▶
use axum::{http::StatusCode, response::IntoResponse, Json};

/// Liveness probe.
pub async fn health_check() -> impl IntoResponse {
    (StatusCode::OK, Json(serde_json::json!({ "status": "ok" })))
}
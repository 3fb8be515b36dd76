//! Application setup and initialization

pub mod routes;
pub mod server;

use crate::state::AppState;
use anyhow::{Context, Result};
use imagine_core::ProxyConfig;
use std::sync::Arc;

/// Initialize the entire application
pub fn initialize_app(config: ProxyConfig) -> Result<(Arc<AppState>, axum::Router)> {
    crate::telemetry::init_telemetry(config.log_format)
        .map_err(|e| anyhow::anyhow!("Failed to initialize telemetry: {}", e))?;

    config
        .validate()
        .context("Configuration validation failed")?;

    tracing::info!(
        upstream = %config.upstream_url,
        environment = %config.environment,
        "Configuration loaded and validated successfully"
    );

    let state = Arc::new(AppState::new(config)?);
    let router = routes::setup_routes(state.clone());

    Ok((state, router))
}
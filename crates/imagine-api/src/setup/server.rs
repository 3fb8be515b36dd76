//! Server startup and graceful shutdown

use anyhow::Result;
use axum::Router;
use imagine_core::ProxyConfig;

/// Start the server with graceful shutdown
pub async fn start_server(config: &ProxyConfig, app: Router) -> Result<()> {
    let addr = format!("0.0.0.0:{}", config.server_port);
    tracing::info!(addr = %addr, "Starting server");

    let listener = tokio::net::TcpListener::bind(&addr).await?;

    tracing::info!(
        upstream = %config.upstream_url,
        upstream_timeout_secs = config.upstream_timeout_secs,
        max_image_mb = config.max_image_size_bytes / 1024 / 1024,
        "Server ready and accepting connections"
    );

    axum::serve(listener, app)
        .with_graceful_shutdown(shutdown_signal())
        .await?;

    Ok(())
}

/// Signal handler for graceful shutdown
///
/// Listens for Ctrl+C (SIGINT) and SIGTERM signals to initiate graceful shutdown.
///
/// # Panics
/// - Panics if the Ctrl+C signal handler cannot be installed
/// - On Unix systems, panics if the SIGTERM signal handler cannot be installed
async fn shutdown_signal() {
    let ctrl_c = async {
        tokio::signal::ctrl_c()
            .await
            .expect("Failed to install Ctrl+C handler");
    };

    #[cfg(unix)]
    let terminate = async {
        tokio::signal::unix::signal(tokio::signal::unix::SignalKind::terminate())
            .expect("Failed to install signal handler")
            .recv()
            .await;
    };

    #[cfg(not(unix))]
    let terminate = std::future::pending::<()>();

    tokio::select! {
        _ = ctrl_c => {
            tracing::info!("Received Ctrl+C signal");
        },
        _ = terminate => {
            tracing::info!("Received terminate signal");
        },
    }

    tracing::info!("Shutting down gracefully...");
}
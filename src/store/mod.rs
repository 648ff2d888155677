//! Entity store port.
//!
//! The trait is the swappable boundary; [`memory::InMemoryStore`] is the
//! only implementation shipped here, but a relational backend could
//! implement the same contract without leaking transaction objects across
//! the boundary. Because the in-memory store lives entirely behind one
//! `tokio::sync::RwLock`, a generic transaction-closure API is realized as
//! two concrete atomic methods, [`StoragePort::commit_publish`] and
//! [`StoragePort::commit_rollback`], instead — see DESIGN.md for the
//! rationale.

pub mod idempotency;
pub mod memory;

use async_trait::async_trait;

use crate::anchor::Anchor;
use crate::error::Result;
use crate::ids::Id;
use crate::model::{
    Collection, Draft, ListOptions, Metadata, Note, NoteFilter, Publication, Session,
    SessionStep, Snapshot, Version, VersionLabel,
};
use crate::visibility::VisibilityEvent;
use idempotency::IdempotentOutcome;

#[derive(Debug, Clone, Default)]
pub struct StorageHealth {
    pub notes: usize,
    pub drafts: usize,
    pub versions: usize,
    pub collections: usize,
    pub publications: usize,
    pub sessions: usize,
    pub snapshots: usize,
    pub pending_visibility_events: usize,
}

#[derive(Debug, Clone, Default)]
pub struct MaintenanceReport {
    pub idempotency_entries_pruned: usize,
}

/// Everything the two-phase publish transaction needs to materialize in one
/// atomic step.
pub struct PublishCommit<'a> {
    pub note_id: &'a Id,
    pub content_md: String,
    pub metadata: Metadata,
    pub collections: Vec<Id>,
    pub label: Option<VersionLabel>,
    pub client_token: String,
}

pub struct RollbackCommit<'a> {
    pub note_id: &'a Id,
    pub target_version_id: &'a Id,
    pub client_token: String,
}

#[async_trait]
pub trait StoragePort: Send + Sync {
    async fn create_note(
        &self,
        title: String,
        initial_content: String,
        metadata: Metadata,
    ) -> Result<Note>;
    async fn get_note(&self, id: &Id) -> Result<Note>;
    async fn list_notes(&self, filter: NoteFilter, options: ListOptions) -> Result<Vec<Note>>;
    async fn update_note_metadata(&self, id: &Id, metadata: Metadata) -> Result<Note>;
    async fn delete_note(&self, id: &Id) -> Result<()>;

    async fn save_draft(&self, note_id: &Id, body_md: String, metadata: Metadata) -> Result<Draft>;
    async fn get_draft(&self, note_id: &Id) -> Result<Draft>;

    async fn get_version(&self, id: &Id) -> Result<Version>;
    async fn list_versions(&self, note_id: &Id) -> Result<Vec<Version>>;
    async fn get_current_version(&self, note_id: &Id) -> Result<Version>;

    async fn create_collection(&self, name: String, description: Option<String>) -> Result<Collection>;
    async fn list_collections(&self) -> Result<Vec<Collection>>;
    async fn get_collection(&self, id: &Id) -> Result<Collection>;
    async fn get_collection_by_name(&self, name: &str) -> Result<Option<Collection>>;
    async fn update_collection(&self, id: &Id, description: Option<String>) -> Result<Collection>;
    async fn delete_collection(&self, id: &Id) -> Result<()>;
    async fn collections_for_note(&self, note_id: &Id) -> Result<Vec<Id>>;

    async fn create_session(&self) -> Result<Session>;
    async fn append_session_steps(&self, id: &Id, steps: Vec<SessionStep>) -> Result<Session>;
    async fn get_session(&self, id: &Id) -> Result<Session>;
    async fn list_sessions(&self) -> Result<Vec<Session>>;
    async fn pin_session(&self, id: &Id) -> Result<Session>;

    async fn create_snapshot(&self, scope: String, description: Option<String>) -> Result<Snapshot>;
    async fn list_snapshots(&self) -> Result<Vec<Snapshot>>;
    async fn restore_snapshot(&self, id: &Id) -> Result<()>;
    async fn delete_snapshot(&self, id: &Id) -> Result<()>;

    /// Looks up a prior idempotent response for (note_id, client_token).
    async fn lookup_idempotent(&self, note_id: &Id, client_token: &str) -> Result<Option<IdempotentOutcome>>;

    /// Atomically creates a Version, a Publication, adds memberships, deletes
    /// the Draft, stamps `Note.current_version_id`, records the idempotency
    /// mapping, and enqueues exactly one VisibilityEvent — all as one unit.
    async fn commit_publish(&self, commit: PublishCommit<'_>) -> Result<(Version, Publication, VisibilityEvent)>;

    /// Atomically creates a rollback Version (content copied from the
    /// target, `parent_version_id` set to the target) plus its Publication,
    /// matching the collections the target's most recent publication used.
    async fn commit_rollback(&self, commit: RollbackCommit<'_>) -> Result<(Version, Publication, VisibilityEvent)>;

    async fn get_storage_health(&self) -> Result<StorageHealth>;
    async fn perform_maintenance(&self, now_millis: u64, retention_ms: u64) -> Result<MaintenanceReport>;

    /// Drains visibility events enqueued since the last drain, in FIFO
    /// enqueue order — events for a given note are always processed in the
    /// order they were enqueued.
    async fn drain_visibility_events(&self, max: usize) -> Result<Vec<VisibilityEvent>>;

    /// Resolves an anchor's passage text against the version it was minted
    /// from, independent of the indexer — used to render citation snippets.
    async fn resolve_anchor_text(&self, version_id: &Id, anchor: &Anchor) -> Result<Option<String>>;
}

pub use memory::InMemoryStore;
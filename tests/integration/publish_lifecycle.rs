use scriptorium::model::Metadata;
use scriptorium::publish::{publish, PublishRequest};
use scriptorium::store::{InMemoryStore, StoragePort};
use std::sync::Arc;

fn store() -> Arc<dyn StoragePort> {
    Arc::new(InMemoryStore::new())
}

#[tokio::test]
async fn publish_creates_version_and_deletes_draft() {
    let store = store();
    let note = store
        .create_note("Hello".into(), "A".into(), Metadata::default())
        .await
        .unwrap();
    let collection = store.create_collection("c1".into(), None).await.unwrap();

    let resp = publish(
        &store,
        PublishRequest {
            note_id: note.id.clone(),
            collections: vec![collection.id.clone()],
            label: None,
            client_token: "k".into(),
        },
    )
    .await
    .unwrap();

    assert_eq!(resp.status, "version_created");
    assert!(resp.estimated_searchable_in_ms <= 5000);

    let version = store.get_version(&resp.version_id).await.unwrap();
    assert_eq!(version.content_md, "A");

    let updated_note = store.get_note(&note.id).await.unwrap();
    assert_eq!(updated_note.current_version_id, Some(resp.version_id.clone()));

    assert!(store.get_draft(&note.id).await.is_err());

    let drained = store.drain_visibility_events(10).await.unwrap();
    assert_eq!(drained.len(), 1);
    assert_eq!(drained[0].version_id, resp.version_id);
    assert_eq!(format!("{:?}", drained[0].op), "Publish");
}

#[tokio::test]
async fn publish_rejects_empty_collections() {
    let store = store();
    let note = store
        .create_note("Hello".into(), "A".into(), Metadata::default())
        .await
        .unwrap();

    let err = publish(
        &store,
        PublishRequest {
            note_id: note.id,
            collections: vec![],
            label: None,
            client_token: "k".into(),
        },
    )
    .await
    .unwrap_err();
    assert!(matches!(err, scriptorium::ScriptoriumError::Validation(_)));
}

#[tokio::test]
async fn publish_rejects_title_over_max_length() {
    let store = store();
    let long_title = "x".repeat(201);
    let err = store
        .create_note(long_title, "A".into(), Metadata::default())
        .await
        .unwrap_err();
    assert!(matches!(err, scriptorium::ScriptoriumError::Validation(_)));
}
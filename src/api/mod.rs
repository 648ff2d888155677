//! HTTP surface: a thin `axum` adapter over the core operations.

use std::sync::Arc;

use axum::extract::{Path, Query, State};
use axum::http::StatusCode;
use axum::response::{IntoResponse, Response};
use axum::routing::{get, patch, post};
use axum::{Json, Router};
use serde::{Deserialize, Serialize};
use tower_http::trace::TraceLayer;

use crate::error::ScriptoriumError;
use crate::ids::Id;
use crate::model::Metadata;
use crate::publish::{PublishRequest, RollbackRequest};
use crate::query::SearchRequest;
use crate::AppState;

/// Maps the crate-wide error taxonomy onto the error envelope and status
/// codes the HTTP surface promises callers.
pub struct AppError(ScriptoriumError);

impl From<ScriptoriumError> for AppError {
    fn from(err: ScriptoriumError) -> Self {
        AppError(err)
    }
}

#[derive(Serialize)]
struct ErrorBody {
    error: ErrorDetail,
}

#[derive(Serialize)]
struct ErrorDetail {
    #[serde(rename = "type")]
    kind: &'static str,
    message: String,
    details: Option<serde_json::Value>,
}

impl IntoResponse for AppError {
    fn into_response(self) -> Response {
        let (status, kind) = match &self.0 {
            ScriptoriumError::Validation(_) => (StatusCode::BAD_REQUEST, "ValidationError"),
            ScriptoriumError::NotFound { .. } => (StatusCode::NOT_FOUND, "NotFound"),
            ScriptoriumError::Conflict(_) => (StatusCode::CONFLICT, "Conflict"),
            ScriptoriumError::RateLimited { .. } => (StatusCode::TOO_MANY_REQUESTS, "RateLimited"),
            ScriptoriumError::Integrity(_)
            | ScriptoriumError::StorageFault(_)
            | ScriptoriumError::IndexingFailure(_)
            | ScriptoriumError::AnchorResolutionFailed(_)
            | ScriptoriumError::TokenizationFailed(_)
            | ScriptoriumError::Io(_)
            | ScriptoriumError::Serialization(_) => (StatusCode::INTERNAL_SERVER_ERROR, "Internal"),
        };
        let body = ErrorBody {
            error: ErrorDetail {
                kind,
                message: self.0.to_string(),
                details: None,
            },
        };
        (status, Json(body)).into_response()
    }
}

pub fn build_router(state: Arc<AppState>) -> Router {
    Router::new()
        .route("/healthz", get(healthz))
        .route("/health", get(health))
        .route("/notes", post(create_note))
        .route("/collections", post(create_collection).get(list_collections))
        .route("/collections/:id", patch(update_collection))
        .route("/drafts", post(save_draft))
        .route("/drafts/:note_id", get(get_draft))
        .route("/publish", post(publish))
        .route("/rollback", post(rollback))
        .route("/notes/:id/versions", get(list_versions))
        .route("/versions/:id", get(get_version))
        .route("/search", get(search))
        .layer(TraceLayer::new_for_http())
        .with_state(state)
}

#[derive(Serialize)]
struct StatusOk {
    status: &'static str,
}

async fn healthz() -> Json<StatusOk> {
    Json(StatusOk { status: "ok" })
}

#[derive(Serialize)]
struct ComponentHealth {
    name: &'static str,
    status: &'static str,
}

#[derive(Serialize)]
struct HealthResponse {
    status: &'static str,
    components: Vec<ComponentHealth>,
}

async fn health(State(state): State<Arc<AppState>>) -> Result<Json<HealthResponse>, AppError> {
    let storage = state.store.get_storage_health().await?;
    let components = vec![
        ComponentHealth {
            name: "entity_store",
            status: if storage.pending_visibility_events < 10_000 { "ok" } else { "degraded" },
        },
        ComponentHealth {
            name: "corpus",
            status: "ok",
        },
    ];
    Ok(Json(HealthResponse { status: "ok", components }))
}

#[derive(Deserialize)]
struct CreateNoteRequest {
    title: String,
    initial_content: String,
    #[serde(default)]
    metadata: Metadata,
}

async fn create_note(
    State(state): State<Arc<AppState>>,
    Json(req): Json<CreateNoteRequest>,
) -> Result<Json<crate::model::Note>, AppError> {
    let note = state.store.create_note(req.title, req.initial_content, req.metadata).await?;
    Ok(Json(note))
}

#[derive(Deserialize)]
struct CreateCollectionRequest {
    name: String,
    description: Option<String>,
}

async fn create_collection(
    State(state): State<Arc<AppState>>,
    Json(req): Json<CreateCollectionRequest>,
) -> Result<Json<crate::model::Collection>, AppError> {
    let collection = state.store.create_collection(req.name, req.description).await?;
    Ok(Json(collection))
}

#[derive(Serialize)]
struct CollectionsResponse {
    collections: Vec<crate::model::Collection>,
}

async fn list_collections(State(state): State<Arc<AppState>>) -> Result<Json<CollectionsResponse>, AppError> {
    let collections = state.store.list_collections().await?;
    Ok(Json(CollectionsResponse { collections }))
}

#[derive(Deserialize)]
struct UpdateCollectionRequest {
    description: Option<String>,
}

async fn update_collection(
    State(state): State<Arc<AppState>>,
    Path(id): Path<Id>,
    Json(req): Json<UpdateCollectionRequest>,
) -> Result<Json<crate::model::Collection>, AppError> {
    let collection = state.store.update_collection(&id, req.description).await?;
    Ok(Json(collection))
}

#[derive(Deserialize)]
struct SaveDraftRequest {
    note_id: Id,
    body_md: String,
    #[serde(default)]
    metadata: Metadata,
}

#[derive(Serialize)]
struct SaveDraftResponse {
    note_id: Id,
    autosave_ts: u64,
    status: &'static str,
}

async fn save_draft(
    State(state): State<Arc<AppState>>,
    Json(req): Json<SaveDraftRequest>,
) -> Result<Json<SaveDraftResponse>, AppError> {
    let draft = state.store.save_draft(&req.note_id, req.body_md, req.metadata).await?;
    Ok(Json(SaveDraftResponse {
        note_id: req.note_id,
        autosave_ts: draft.autosave_ts,
        status: "saved",
    }))
}

async fn get_draft(
    State(state): State<Arc<AppState>>,
    Path(note_id): Path<Id>,
) -> Result<Json<crate::model::Draft>, AppError> {
    let draft = state.store.get_draft(&note_id).await?;
    Ok(Json(draft))
}

async fn publish(
    State(state): State<Arc<AppState>>,
    Json(req): Json<PublishRequest>,
) -> Result<Json<crate::publish::PublishResponse>, AppError> {
    let resp = crate::publish::publish(&state.store, req).await?;
    Ok(Json(resp))
}

async fn rollback(
    State(state): State<Arc<AppState>>,
    Json(req): Json<RollbackRequest>,
) -> Result<Json<crate::publish::RollbackResponse>, AppError> {
    let resp = crate::publish::rollback(&state.store, req).await?;
    Ok(Json(resp))
}

#[derive(Serialize)]
struct VersionsResponse {
    versions: Vec<crate::model::Version>,
}

async fn list_versions(
    State(state): State<Arc<AppState>>,
    Path(id): Path<Id>,
) -> Result<Json<VersionsResponse>, AppError> {
    let versions = state.store.list_versions(&id).await?;
    Ok(Json(VersionsResponse { versions }))
}

async fn get_version(
    State(state): State<Arc<AppState>>,
    Path(id): Path<Id>,
) -> Result<Json<crate::model::Version>, AppError> {
    let version = state.store.get_version(&id).await?;
    Ok(Json(version))
}

#[derive(Deserialize)]
struct SearchParams {
    q: String,
    collections: Option<String>,
    page: Option<usize>,
    page_size: Option<usize>,
}

async fn search(
    State(state): State<Arc<AppState>>,
    Query(params): Query<SearchParams>,
) -> Result<Json<crate::query::SearchResponse>, AppError> {
    let collections = params.collections.map(|csv| {
        csv.split(',')
            .filter(|s| !s.is_empty())
            .map(Id::from_raw)
            .collect::<Vec<_>>()
    });
    let req = SearchRequest {
        query: params.q,
        collections,
        page: params.page.unwrap_or(0),
        page_size: params.page_size,
    };
    let resp = crate::query::search(&state.store, &state.corpus, &state.metrics, &state.config, req).await?;
    Ok(Json(resp))
}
◀
* [What the exercise asks]:
Retype, exactly and in full, the lines above from the one containing "async fn create_session(&self)" through the one containing "async fn list_snapshots(&self)".

* [Response]:
    async fn create_session(&self) -> Result<Session>;
    async fn append_session_steps(&self, id: &Id, steps: Vec<SessionStep>) -> Result<Session>;
    async fn get_session(&self, id: &Id) -> Result<Session>;
    async fn list_sessions(&self) -> Result<Vec<Session>>;
    async fn pin_session(&self, id: &Id) -> Result<Session>;

    async fn create_snapshot(&self, scope: String, description: Option<String>) -> Result<Snapshot>;
    async fn list_snapshots(&self) -> Result<Vec<Snapshot>>;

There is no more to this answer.